Before I finish this article there is something that I would like to mention about software in particular. It seems as though standards developers in batch circles and those involved in defining validation systems are of similar minds. Indeed, this is a very good example of good practice for all concerned. In batch circles the de-facto standard is known as ISA S88 which is used for defining batch terminology and processes (there is also the ISA 95 standard for defining the integration between enterprise planning system with control systems). Both the ISA S88 and ISA S95 standards reference the importance and use of software modularity. In fact the ISA S88 standard also defines the hierarchy of company structures using such terms as Enterprise (to define a global company), a plant (an individual manufacturing site), an area (a manufacturing area within the plant such as a tank farm), a Unit (such as a Reactor or Centrifuge) and a control module (a number of devices that work together to provide a specific function such as an agitation). In this regard the idea is that a software system is split into a hierarchy of smaller software modules. The idea is that it is easier (and more efficient) to provide software functionality in multiple modules than in one large piece of contiguous software. This makes sense in all sorts of ways, not least in that it is easier to specify the function of a system piece by piece (module by module). This also makes it easier to test the functionality of each piece separately before it being joined to the other software modules. Harking back to the ‘V’ model above, you will see that software modules and module tests are part of the validation process and where an integration test is used to test the system as a whole. Another benefit of this system results in only modules that share information or lines of command are joined together – thus reducing the complexity and the amount of information transfer or shared between one another and the resulting communications traffic.

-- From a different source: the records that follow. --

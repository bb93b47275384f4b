//! This crate provides the logic of a month-view calendar widget.
//!
//! It computes month grids in the [`grid`] module, and keeps dated events in an [`EventStore`](store::EventStore).
//!
//! The display preference (dark or light) is resolved and persisted by a [`PreferenceController`](preference::PreferenceController), that relies on host collaborators from the [`storage`] module. \
//! A [`CalendarApp`](controller::CalendarApp) ties all of these together: it handles navigation between months and the event creation form, and produces a render-ready [`CalendarView`](view::CalendarView) after every action.
//!
//! Events can also be exported to iCal files, see the [`ical`] module.

pub mod config;
pub mod grid;
mod event;
pub use event::{Event, EventId, EventTime, InvalidTime};
pub mod store;
pub use store::EventStore;
pub mod storage;
pub mod preference;
pub mod controller;
pub use controller::CalendarApp;
pub mod view;
pub mod ical;

pub mod utils;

Finally ( I know I said “Before I finish” just before) but please bare with me. You may think that the above validation process is somewhat long winded. However the philosophy behind the process is not only to provide a validated system but also to provide an efficient way of developing computer based hardware and software systems. The benefit of the approach is to provide a well documented and validated system. Once documented it is easier to maintain (and modify if ever required in the future). The approach (since it is modular) also enables multiple developers to work in parallel thus reducing the overall development time of the system. The process also lends itself to producing software in libraries for future re-use. Reusable software is extremely useful and from personal experience I recall reusing a colleague’s reporting software that originally took over 6 months to develop to only taking 3 days to modify and reuse in another application.